**DIRECTIONS**:
Counting the line with "pub(crate) struct PipelineConfig" as the last one, copy out the lines of the data exactly from the first onward.

**TASK INPUTS**:
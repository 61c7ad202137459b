//! Builder Module
//!
//! Fluent Builder APIを提供し、`ReportPipeline`インスタンスを段階的に構築する。

use chrono::NaiveDateTime;
use std::path::PathBuf;
use std::sync::Arc;

use crate::api::{Letterhead, RenderConfig, ReportHeading};
use crate::assets::{AssetStore, FsAssetStore};
use crate::error::GradeDocError;
use crate::pipeline::ReportPipeline;
use crate::storage::{DocumentStore, SourceStore, UploadDir};

/// 日付欄・文書情報に使う現在時刻の取得元
pub type Clock = Arc<dyn Fn() -> NaiveDateTime + Send + Sync>;

/// 構築済みパイプラインの設定
#[derive(Clone)]
pub(crate) struct PipelineConfig {
    pub sources: Arc<dyn SourceStore>,
    pub documents: Arc<dyn DocumentStore>,
    pub assets: Arc<dyn AssetStore>,
    pub render: RenderConfig,
    pub clock: Clock,
}

/// Fluent Builder APIを提供する構造体
///
/// 保存先（スプレッドシートと生成文書）は必須です。
/// `with_upload_dir`を使うと、1つのディレクトリを両方に使います。
///
/// # 使用例
///
/// ```rust,no_run
/// use gradesheet::PipelineBuilder;
///
/// # fn main() -> Result<(), gradesheet::GradeDocError> {
/// let pipeline = PipelineBuilder::new()
///     .with_upload_dir("uploads")
///     .with_assets_dir("assets")
///     .build()?;
/// # Ok(())
/// # }
/// ```
pub struct PipelineBuilder {
    sources: Option<Arc<dyn SourceStore>>,
    documents: Option<Arc<dyn DocumentStore>>,
    assets: Option<Arc<dyn AssetStore>>,
    render: RenderConfig,
    clock: Option<Clock>,
}

impl std::fmt::Debug for PipelineBuilder {
    fn fmt(&self, f: &mut std::fmt::Formatter<'_>) -> std::fmt::Result {
        f.debug_struct("PipelineBuilder")
            .field("has_sources", &self.sources.is_some())
            .field("has_documents", &self.documents.is_some())
            .field("has_assets", &self.assets.is_some())
            .field("render", &self.render)
            .finish_non_exhaustive()
    }
}

impl Default for PipelineBuilder {
    fn default() -> Self {
        Self::new()
    }
}

impl PipelineBuilder {
    /// デフォルト設定を持つビルダーインスタンスを生成する
    ///
    /// # デフォルト設定
    ///
    /// - 保存先: 未設定（`build()`までに設定が必要）
    /// - アセット: `./assets`
    /// - 描画設定: `RenderConfig::default()`
    /// - 時刻: ローカル時刻
    pub fn new() -> Self {
        Self {
            sources: None,
            documents: None,
            assets: None,
            render: RenderConfig::default(),
            clock: None,
        }
    }

    /// 1つのディレクトリをアップロードと生成文書の保存先にする
    ///
    /// # 引数
    ///
    /// * `dir` - 保存先ディレクトリ（存在しない場合は最初の書き込み時に作成）
    pub fn with_upload_dir(mut self, dir: impl Into<PathBuf>) -> Self {
        let store = Arc::new(UploadDir::new(dir));
        self.sources = Some(store.clone());
        self.documents = Some(store);
        self
    }

    /// スプレッドシートの保存先を指定する
    pub fn with_source_store(mut self, store: Arc<dyn SourceStore>) -> Self {
        self.sources = Some(store);
        self
    }

    /// 生成文書の保存先を指定する
    pub fn with_document_store(mut self, store: Arc<dyn DocumentStore>) -> Self {
        self.documents = Some(store);
        self
    }

    /// アセット（ロゴ・本文フォント）のディレクトリを指定する
    pub fn with_assets_dir(mut self, dir: impl Into<PathBuf>) -> Self {
        self.assets = Some(Arc::new(FsAssetStore::new(dir)));
        self
    }

    /// アセットの読み込み元を指定する
    pub fn with_asset_store(mut self, store: Arc<dyn AssetStore>) -> Self {
        self.assets = Some(store);
        self
    }

    /// 描画設定（見出しとレターヘッド）をまとめて指定する
    pub fn with_render_config(mut self, config: RenderConfig) -> Self {
        self.render = config;
        self
    }

    /// 一覧レポートの見出しを指定する
    pub fn with_heading(mut self, heading: ReportHeading) -> Self {
        self.render.heading = heading;
        self
    }

    /// 証明書のレターヘッドを指定する
    pub fn with_letterhead(mut self, letterhead: Letterhead) -> Self {
        self.render.letterhead = letterhead;
        self
    }

    /// 現在時刻の取得元を指定する（日付を固定したい場合に使用）
    ///
    /// # 使用例
    ///
    /// ```rust,no_run
    /// use chrono::NaiveDate;
    /// use gradesheet::PipelineBuilder;
    /// use std::sync::Arc;
    ///
    /// let fixed = NaiveDate::from_ymd_opt(2025, 1, 1)
    ///     .and_then(|d| d.and_hms_opt(0, 0, 0))
    ///     .unwrap();
    /// let builder = PipelineBuilder::new().with_clock(Arc::new(move || fixed));
    /// ```
    pub fn with_clock(mut self, clock: Clock) -> Self {
        self.clock = Some(clock);
        self
    }

    /// 設定を検証し、`ReportPipeline`インスタンスを生成する
    ///
    /// # 戻り値
    ///
    /// * `Ok(ReportPipeline)` - 設定が有効な場合
    /// * `Err(GradeDocError::Config)` - 設定が無効な場合
    ///
    /// # 発生し得るエラー
    ///
    /// * 保存先が設定されていない
    /// * レターヘッドのロゴ・フォントのアセット名が空
    pub fn build(self) -> Result<ReportPipeline, GradeDocError> {
        // 1. 保存先の検証
        let sources = self
            .sources
            .ok_or_else(|| GradeDocError::Config("Source store is not configured".to_string()))?;
        let documents = self.documents.ok_or_else(|| {
            GradeDocError::Config("Document store is not configured".to_string())
        })?;

        // 2. レターヘッドの検証
        let letterhead = &self.render.letterhead;
        for (field, value) in [
            ("logoAsset", &letterhead.logo_asset),
            ("bodyFontAsset", &letterhead.body_font_asset),
        ] {
            if value.trim().is_empty() {
                return Err(GradeDocError::Config(format!(
                    "Letterhead {} must not be empty",
                    field
                )));
            }
        }

        // 3. ReportPipelineインスタンス生成
        let assets: Arc<dyn AssetStore> = match self.assets {
            Some(assets) => assets,
            None => Arc::new(FsAssetStore::new("assets")),
        };
        let clock: Clock = match self.clock {
            Some(clock) => clock,
            None => Arc::new(|| chrono::Local::now().naive_local()),
        };

        Ok(ReportPipeline::new(PipelineConfig {
            sources,
            documents,
            assets,
            render: self.render,
            clock,
        }))
    }
}

#[cfg(test)]
mod tests {
    use super::*;
    use crate::storage::MemoryStore;

    #[test]
    fn test_build_requires_stores() {
        let result = PipelineBuilder::new().build();
        assert!(matches!(result, Err(GradeDocError::Config(_))));

        let store = Arc::new(MemoryStore::new());
        let result = PipelineBuilder::new().with_source_store(store).build();
        assert!(matches!(result, Err(GradeDocError::Config(msg)) if msg.contains("Document")));
    }

    #[test]
    fn test_build_rejects_empty_asset_names() {
        let letterhead = Letterhead {
            body_font_asset: "  ".to_string(),
            ..Letterhead::default()
        };
        let result = PipelineBuilder::new()
            .with_upload_dir("unused")
            .with_letterhead(letterhead)
            .build();
        assert!(matches!(result, Err(GradeDocError::Config(msg)) if msg.contains("bodyFontAsset")));
    }

    #[test]
    fn test_build_with_memory_stores() {
        let store = Arc::new(MemoryStore::new());
        let pipeline = PipelineBuilder::new()
            .with_source_store(store.clone())
            .with_document_store(store)
            .build();
        assert!(pipeline.is_ok());
    }
}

**SOLVED EXERCISE**:
repository 61c7ad202137459b
//! Builder Module
//!
//! Fluent Builder APIを提供し、`ReportPipeline`インスタンスを段階的に構築する。

use chrono::NaiveDateTime;
use std::path::PathBuf;
use std::sync::Arc;

use crate::api::{Letterhead, RenderConfig, ReportHeading};
use crate::assets::{AssetStore, FsAssetStore};
use crate::error::GradeDocError;
use crate::pipeline::ReportPipeline;
use crate::storage::{DocumentStore, SourceStore, UploadDir};

/// 日付欄・文書情報に使う現在時刻の取得元
pub type Clock = Arc<dyn Fn() -> NaiveDateTime + Send + Sync>;

/// 構築済みパイプラインの設定
#[derive(Clone)]
pub(crate) struct PipelineConfig {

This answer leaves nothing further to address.